Reutte unter den Sternen

Der Planetenweg in Reutte in Tirol wurde kürzlich um vier Stationen erweitert. Unter anderem werden die astronomischen Leistungen von Anton Maria Schyrle gewürdigt.
Von Robert Seeberger
neue-redaktion@neue.at
Es ist beachtlich, was die Stadt Reutte in Tirol astronomisch zu bieten hat. Im Anschluss an einen Vortrag über den Mond machte mich eine Besucherin auf einen historisch bedeutenden, aber vielfach in Vergessenheit geratenen Mondforscher aus Tirol aufmerksam. Anton Maria Schyrle wurde 1604 in Reutte geboren. Sein Namenszusatz „de Rheita“ verrät, dass er aus Reutte stammt. Schyrles Bedeutung verschaffte Reutte zwei Nennungen auf dem Mond. Auf der Südhälfte des Mondes befindet sich das Rheita-Tal. Gerade jetzt, am vierten und fünften Tag nach Vollmond, ist es besonders gut zu beobachten. Zur Suche ist natürlich eine Mondkarte hilfreich. Rheita ist eines von nur elf auf dem Mond benannten Tälern. Es ist 500 Kilometer lang und bis zu 30 Kilometer breit. Man könnte es als Pseudotal bezeichnen, denn es ist nicht durch fließendes Wasser entstanden, sondern ist eine Aneinanderreihung von zirka zehn Kratern, die ineinander übergehen und so ein Tal bilden. Die Einschlagkrater sind vermutlich Gesteinsbrocken, die beim Rieseneinschlag, der das weiter südlich liegende Nektarmeer formte, herausgeschleudert wurden. Es ist das größte Tal auf der erdzugewandten Seite des Mondes. Im Norden anschließend liegt ein Krater mit 70 Kilometern Durchmesser und 4000 Meter Tiefe. Vom ebenfalls nach Reutte benannten Krater Rheita erhebt sich in der Mitte ein schöner Zentralberg. Diese Formationen entstehen, wenn beim Einschlag das Gestein flüssig wird, hoch blubbert und dann zu einem Berg erstarrt.

Anton Maria Schyrle
Die Doppelnennung von Rheita auf dem Mond würdigt die Bedeutung von Schyrle als einen der bedeutendsten Wissenschaftler seiner Zeit.
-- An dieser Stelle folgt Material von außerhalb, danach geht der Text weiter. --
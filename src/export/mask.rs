//! Inpaint mask rendering.
//!
//! The mask convention is: white marks the region to repaint, black is
//! kept. Users paint the mask region in black on a dedicated layer; the
//! export inverts the colors and flattens them onto a black canvas, so
//! painted strokes come out white and untouched transparency comes out
//! black.

// ============================================================================
// Imports
// ============================================================================

use image::{Rgba, RgbaImage};

// ============================================================================
// Pixels
// ============================================================================

/// Opaque black.
const BLACK: Rgba<u8> = Rgba([0, 0, 0, 255]);

/// Opaque white.
const WHITE: Rgba<u8> = Rgba([255, 255, 255, 255]);

// ============================================================================
// Functions
// ============================================================================

/// Inverts the color channels in place, preserving alpha.
pub fn invert_colors(image: &mut RgbaImage) {
    for pixel in image.pixels_mut() {
        pixel[0] = 255 - pixel[0];
        pixel[1] = 255 - pixel[1];
        pixel[2] = 255 - pixel[2];
    }
}

/// Builds the inpaint mask from a standalone layer rendering.
///
/// The layer must be rendered with opacity and fill reset to fully
/// opaque, so the alpha channel reflects only what was actually painted.
/// Colors are inverted and composited onto a black canvas: black strokes
/// become white, transparent regions stay black. The output is fully
/// opaque.
///
/// A layer with nothing painted on it yields an all-white mask; an empty
/// mask selects the whole image.
#[must_use]
pub fn inpaint_mask(layer: &RgbaImage) -> RgbaImage {
    let (width, height) = layer.dimensions();

    if layer.pixels().all(|pixel| pixel[3] == 0) {
        return RgbaImage::from_pixel(width, height, WHITE);
    }

    let mut inverted = layer.clone();
    invert_colors(&mut inverted);

    let mut mask = RgbaImage::from_pixel(width, height, BLACK);
    for (x, y, pixel) in inverted.enumerate_pixels() {
        let alpha = u32::from(pixel[3]);
        if alpha == 0 {
            continue;
        }
        // Inverted color, alpha-weighted over the black canvas.
        let blend = |channel: u8| (u32::from(channel) * alpha / 255) as u8;
        mask.put_pixel(
            x,
            y,
            Rgba([blend(pixel[0]), blend(pixel[1]), blend(pixel[2]), 255]),
        );
    }
    mask
}

// ============================================================================
// Tests
// ============================================================================

#[cfg(test)]
mod tests {
    use super::*;

    /// Transparent canvas with an opaque black circle painted on it.
    fn black_circle_layer(size: u32, radius: u32) -> RgbaImage {
        let mut layer = RgbaImage::from_pixel(size, size, Rgba([0, 0, 0, 0]));
        let center = (size / 2) as i64;
        for (x, y, pixel) in layer.enumerate_pixels_mut() {
            let dx = i64::from(x) - center;
            let dy = i64::from(y) - center;
            if dx * dx + dy * dy <= i64::from(radius * radius) {
                *pixel = BLACK;
            }
        }
        layer
    }

    #[test]
    fn test_double_inversion_is_identity() {
        let mut image = RgbaImage::from_fn(16, 16, |x, y| {
            Rgba([(x * 16) as u8, (y * 16) as u8, 200, 255])
        });
        let original = image.clone();

        invert_colors(&mut image);
        assert_ne!(image, original);
        invert_colors(&mut image);
        assert_eq!(image, original);
    }

    #[test]
    fn test_inversion_preserves_alpha() {
        let mut image = RgbaImage::from_pixel(4, 4, Rgba([10, 20, 30, 77]));
        invert_colors(&mut image);
        assert_eq!(*image.get_pixel(0, 0), Rgba([245, 235, 225, 77]));
    }

    #[test]
    fn test_empty_layer_yields_all_white_mask() {
        let layer = RgbaImage::from_pixel(32, 32, Rgba([0, 0, 0, 0]));
        let mask = inpaint_mask(&layer);
        assert!(mask.pixels().all(|pixel| *pixel == WHITE));
    }

    #[test]
    fn test_black_circle_becomes_white_on_black() {
        let size = 64;
        let radius = 20;
        let mask = inpaint_mask(&black_circle_layer(size, radius));

        // Inside the circle: painted black, inverted to white.
        assert_eq!(*mask.get_pixel(size / 2, size / 2), WHITE);
        // Outside the circle: transparent, stays black.
        assert_eq!(*mask.get_pixel(0, 0), BLACK);
        assert_eq!(*mask.get_pixel(size - 1, size - 1), BLACK);
        // The mask itself is fully opaque.
        assert!(mask.pixels().all(|pixel| pixel[3] == 255));
    }

    #[test]
    fn test_fully_painted_layer_is_fully_selected() {
        let layer = RgbaImage::from_pixel(8, 8, BLACK);
        let mask = inpaint_mask(&layer);
        assert!(mask.pixels().all(|pixel| *pixel == WHITE));
    }

    #[test]
    fn test_partial_alpha_scales_toward_black() {
        let layer = RgbaImage::from_pixel(2, 2, Rgba([0, 0, 0, 128]));
        let mask = inpaint_mask(&layer);
        let pixel = mask.get_pixel(0, 0);
        // Half-covered black paint lands at half white.
        assert_eq!(pixel[0], 128);
        assert_eq!(pixel[3], 255);
    }
}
Er studierte Mathematik, Astronomie und Optik zwischen 1623 und 1626 in Ingolstadt. Er schliff selbst Linsen und ordnete sie zu neuartigen Teleskopen an. Schyrle trat 1627 dem Kapuzinerorden bei und erhielt dabei den Namenszusatz „de Rheita“. Das Fernrohr wurde erstmals um 1609/1610 von Galilei zur Beobachtung von Himmelsobjekten eingesetzt und brachte herausragende neue Erkenntnisse. Sein Fernrohr bestand aus einer Konkav- und einer Konvexlinse. Schyrle war ein Pionier der Fernrohrkonstruktion und setzte dabei bis zu vier konvexe Linsen ein. In seinem Hauptwerk „Oculus Enoch et Eliae“ stellte er 1645 sein binokulares Teleskop, ein Vorläufer moderner Ferngläser, vor. Die heute in der Optik üblichen Begriffe Objektiv und Okular gehen auf Schyrle zurück. Er stellte Fernrohre fast serienmäßig her. Das Fernrohr mit drei Konvexlinsen lieferte ein aufrecht stehendes Bild. Es fand in England und Frankreich weite Verbreitung. Schyrles verbessertes Teleskop bestätigte das damals neue Weltbild, das von der Kirche noch nicht akzeptiert wurde. Er verbrachte daher seine letzten Lebensjahre in Ravenna, wohin er vom Papst verbannt wurde.

Der Planetenweg
Im Museum „Grünes Haus“ in Reute ist unter anderem das Originalwerk von Schyrle ausgestellt. Vor dem Museum startet der Planetenweg im Maßstab eins zu 2,55 Milliarden. Vor zwei Wochen wurden vier neue Zwischenstationen über Zeitmessung, Sternbilder, Raketen und über Schyrle eröffnet.
Die Station über Raketen widmet sich dem Raketenpionier Wernher von Braun, der am 2. Mai 1945 von amerikanischen Truppen in der Südtiroler Siedlung in Reutte (der Planetenweg führt direkt daran vorbei) in Gewahrsam genommen wurde. In Amerika setze er seine Karriere als Raketenentwickler für die Raumfahrt fort. Reutte kam ab 2002 in den Fokus von Meteoritensuchern. Denn am 6. April 2002 stürzten Gesteinsbrocken im bayrisch tirolerischen Grenzgebiet vom Himmel. Einer davon wurde auf dem Gemeindegebiet von Reutte gefunden.